VXLAN allows us to create layer 2 networks over layer 3 infrastructure. The VXLAN base use case is to connect two or more layer three network domains and make them look like a common layer two domain. In the Data center environment this allows virtual machines on different networks to communicate as if they were in the same layer 2 subnet.
VxLAN is basically MAC in UDP encapsulation with a VxLAN header .Mos timportant part of VxLAN header is VxLan Network Identifier (VNI) field. This is a 24-bit value used to designate the individual VXLAN overlay. Devices or VMs in different VXLAN overlay networks cannot communicate with each other.The UDP destination port number is 4789, and the source port number is obtained after the inner Ethernet packet header is hashed. In the IP packet header, the source IP address and the destination IP address are the IP address of the local and remote VTEP of the VXLAN tunnel.

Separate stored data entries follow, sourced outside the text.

//! Transitions of the card resolution state machine.
//!
//! Every public operation comes in two flavours:
//! - `try_*` returns `Err(Rejection)` when preconditions fail
//! - the plain form is total and returns an unchanged copy instead

use std::sync::Arc;

use crate::cards::CardRule;
use crate::core::entity::CardInstanceId;
use crate::core::error::{ensure_live, settle, Rejection};
use crate::core::state::GameSnapshot;
use crate::effects::{EffectKind, EffectResolver, ResolveResult};
use crate::zones;

use super::{ActiveCard, PendingSelection, ResolutionState};

/// Play a card from hand.
///
/// Rejected while another card is active, when the card is not in hand,
/// or when the player cannot pay its action cost.
pub fn try_play_card(snapshot: &GameSnapshot, card: CardInstanceId) -> Result<GameSnapshot, Rejection> {
    ensure_live(snapshot)?;
    if !snapshot.resolution.is_idle() {
        return Err(Rejection::CardActive);
    }

    let cost = snapshot
        .player
        .hand_card(card)
        .ok_or(Rejection::NotInHand(card))?
        .action_cost();
    let available = snapshot.player.actions_remaining;
    if available < cost {
        return Err(Rejection::NotEnoughActions {
            required: cost,
            available,
        });
    }

    let mut next = snapshot.clone();
    let played = next.player.take_from_hand(card).ok_or(Rejection::NotInHand(card))?;
    next.player.actions_remaining -= cost;
    log::debug!("playing {played}");

    advance(&mut next, ActiveCard::new(played));
    Ok(next)
}

#[must_use]
pub fn play_card(snapshot: &GameSnapshot, card: CardInstanceId) -> GameSnapshot {
    settle(snapshot, "play_card", try_play_card(snapshot, card))
}

/// Pick a hand card for the paused trash/discard effect.
pub fn try_select_card(snapshot: &GameSnapshot, card: CardInstanceId) -> Result<GameSnapshot, Rejection> {
    ensure_live(snapshot)?;
    let ResolutionState::AwaitingSelection { active, selection } = &snapshot.resolution else {
        return Err(Rejection::NotAwaitingSelection);
    };

    let candidate = snapshot.player.hand_card(card).ok_or(Rejection::NotInHand(card))?;
    if !active.card.accepts_selection(candidate) {
        return Err(Rejection::IneligibleSelection(card));
    }
    if let Some(max) = active.current_effect().and_then(|e| e.max_selectable) {
        if selection.cards.len() >= max {
            return Err(Rejection::SelectionCapReached { max });
        }
    }

    let mut next = snapshot.clone();
    let picked = next.player.take_from_hand(card).ok_or(Rejection::NotInHand(card))?;
    if let ResolutionState::AwaitingSelection { selection, .. } = &mut next.resolution {
        selection.cards.push(picked);
    }
    Ok(next)
}

#[must_use]
pub fn select_card(snapshot: &GameSnapshot, card: CardInstanceId) -> GameSnapshot {
    settle(snapshot, "select_card", try_select_card(snapshot, card))
}

/// Abort the card being resolved.
///
/// Selected cards and the active card go back to hand, the action cost is
/// refunded, and actions granted by already-resolved `AddAction` effects
/// are taken back. Gold, damage, healing, buys, and draws stay applied.
pub fn try_cancel_action(snapshot: &GameSnapshot) -> Result<GameSnapshot, Rejection> {
    ensure_live(snapshot)?;

    let mut next = snapshot.clone();
    match std::mem::take(&mut next.resolution) {
        ResolutionState::AwaitingSelection { active, selection } => {
            next.player.hand.extend(selection.cards);
            next.player.actions_remaining += active.card.action_cost() - active.actions_gained();
            log::debug!("cancelled {}", active.card);
            next.player.hand.push_back(active.card);
            Ok(next)
        }
        ResolutionState::AwaitingUpgradeTarget { .. } => Err(Rejection::UpgradePending),
        ResolutionState::Idle => Err(Rejection::NoActiveCard),
    }
}

#[must_use]
pub fn cancel_action(snapshot: &GameSnapshot) -> GameSnapshot {
    settle(snapshot, "cancel_action", try_cancel_action(snapshot))
}

/// Commit the pending selection and continue resolving.
///
/// During an upgrade pick this forfeits the pick instead.
pub fn try_finish_action(snapshot: &GameSnapshot) -> Result<GameSnapshot, Rejection> {
    ensure_live(snapshot)?;

    let mut next = snapshot.clone();
    match std::mem::take(&mut next.resolution) {
        ResolutionState::AwaitingSelection { active, selection } => {
            commit_selection(&mut next, active, selection);
            Ok(next)
        }
        ResolutionState::AwaitingUpgradeTarget { mut active, budget } => {
            log::debug!("upgrade pick forfeited (budget {budget})");
            active.effect_index += 1;
            advance(&mut next, active);
            Ok(next)
        }
        ResolutionState::Idle => Err(Rejection::NotAwaitingSelection),
    }
}

#[must_use]
pub fn finish_action(snapshot: &GameSnapshot) -> GameSnapshot {
    settle(snapshot, "finish_action", try_finish_action(snapshot))
}

/// Take a shop card as the upgrade reward.
///
/// No gold or buy is spent. Over-budget picks are rejected.
pub(crate) fn try_pick_upgrade(
    snapshot: &GameSnapshot,
    card: CardInstanceId,
) -> Result<GameSnapshot, Rejection> {
    ensure_live(snapshot)?;
    let Some(budget) = snapshot.resolution.upgrade_budget() else {
        return Err(Rejection::NotAwaitingSelection);
    };

    let cost = snapshot.shop_card(card).ok_or(Rejection::NotInShop(card))?.gold_cost();
    if cost > budget {
        return Err(Rejection::OverBudget { card, cost, budget });
    }

    let mut next = snapshot.clone();
    let ResolutionState::AwaitingUpgradeTarget { mut active, .. } = std::mem::take(&mut next.resolution) else {
        return Err(Rejection::NotAwaitingSelection);
    };
    let gained = next.take_from_shop(card).ok_or(Rejection::NotInShop(card))?;
    log::debug!("upgraded into {gained}");
    next.player.discard_pile.push_back(gained);

    active.effect_index += 1;
    advance(&mut next, active);
    Ok(next)
}

/// Resolve effects from the cursor until the card completes or pauses.
///
/// On completion the card goes to the discard pile and the state returns to
/// `Idle`. Lethal damage does not stop the loop: the rest of the card still
/// resolves.
fn advance(state: &mut GameSnapshot, mut active: ActiveCard) {
    let template = Arc::clone(&active.card.template);

    while let Some(effect) = template.effects.get(active.effect_index) {
        match EffectResolver::resolve(state, effect) {
            ResolveResult::AwaitingSelection => {
                let selection = PendingSelection::new(active.effect_index);
                state.resolution = ResolutionState::AwaitingSelection { active, selection };
                return;
            }
            ResolveResult::Applied | ResolveResult::Skipped => active.effect_index += 1,
        }
    }

    log::debug!("{} resolved", active.card);
    state.player.discard_pile.push_back(active.card);
    state.resolution = ResolutionState::Idle;
}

VXLAN bridging is the concept of using the VXLAN protocol to provide layer 2 connectivity across the layer 3 infrastructure. This is achieved on VTEP, by taking a traditional layer 2 domain and mapping the layer 2 domain into a VXLAN VNI. With a pair of VTEPs deployed, layer 2 connectivity can be achieved between the VTEPs across a layer 3 infrastructure.
According to topology, we have 2 different VM hosted in different servers and connected to different ToR switches. These ToR switches are VTEPs. Let’s assume VM1 wants to communicate with VM2 for the first time;
- VM1 sends and ARP request. VTEP 1 learns the mac address of VM1 and adds it to its mac table. (Bu default VxLAN doesn’t have control plane learning. Most common use case of VxLAN is using with EVPN control plane. My example is based on default flood and learn behavior and it will be flooded to all VTEPs which is participating the same VNI)
MAC-1: Port Vlan 10
- VTEP1 will encapsulate this arp request with VxLAN. Let’s assume VxLAN VNI is 29810. In this encapsulation, UDP header, IP header and VxLAN header will be added to original packet coming from VM1. (You also know that new layer 2 header will have the mac information of p2p interfaces) Source and Destination ip addresses of packet are the VTEP ip addresses.
- From the core point of view, they will only do ip forwarding on based on destination address, which is 192.1.1.6 in this example. (By the way in the data center environment there will usually be ECMP)
- The packet will arrive the destination VTEP and it will be de-capsulated. Meanwhile VTEP 2 will learn the MAC address of VM1 and install this information to its mac table. It can be later used to forward packets to VM1.
MAC-1: VTEP 192.1.1.1
- After de-capsulation, packet will be forwarded to VM2 and VM2 will response the ARP request. VTEP 2 will have the following mac table after receiving packets from VM2;
MAC-1: VTEP 192.1.1.1 MAC-2: Port Vlan 10
As I said earlier, this flood and learn behavior can create a lot of traffic because of ARP broadcasts. But this is the very basic mechanism for VxLAN. In the default behavior, VxLAN tunnels should be created manually but in case of using EVPN as a control plane, VxLAN tunnels can automatically created by VTEPs.